> MATERIAL FOR THIS EXERCISE

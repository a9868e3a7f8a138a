use chrono::{DateTime, Utc};
use serde::{Deserialize, Serialize};
use sqlx::FromRow;
use uuid::Uuid;

/// Head row of a transcript — one per session, created on first append.
#[derive(Debug, Clone, Serialize, Deserialize, FromRow)]
pub struct TranscriptRow {
    pub id: Uuid,
    pub session_id: String,
    pub candidate_name: String,
    pub candidate_email: String,
    pub created_at: DateTime<Utc>,
}

/// One turn of the conversation. The BIGSERIAL `id` is the arrival order;
/// entries are only ever read back ordered by it.
#[derive(Debug, Clone, Serialize, Deserialize, FromRow)]
pub struct TranscriptEntryRow {
    pub id: i64,
    pub session_id: String,
    pub time_label: String,
    pub user_text: String,
    pub ai_text: String,
    pub created_at: DateTime<Utc>,
}

/// A full transcript: head row plus entries in arrival order.
#[derive(Debug, Clone, Serialize, Deserialize)]
pub struct TranscriptRecord {
    pub transcript: TranscriptRow,
    pub entries: Vec<TranscriptEntryRow>,
}
use axum::{
    extract::{Path, State},
    Json,
};
use uuid::Uuid;

use crate::errors::AppError;
use crate::report::synthesizer::{get_report, PgReportStore, SynthesizedReport};
use crate::state::AppState;

/// GET /api/v1/interviews/:id/report
///
/// Returns the cached evaluation report, synthesizing it on first demand.
/// `source` tells the caller whether this request hit the cache ("database")
/// or paid for the single generation call ("ai").
pub async fn handle_get_report(
    State(state): State<AppState>,
    Path(id): Path<Uuid>,
) -> Result<Json<SynthesizedReport>, AppError> {
    let store = PgReportStore::new(state.db.clone());
    let report = get_report(&store, state.llm.as_ref(), id).await?;
    Ok(Json(report))
}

> EXERCISE BRIEF
Every line of the listing that holds the word "TranscriptRow" is to be found and copied.

> SOLVED EXERCISE
pub struct TranscriptRow {
    pub transcript: TranscriptRow,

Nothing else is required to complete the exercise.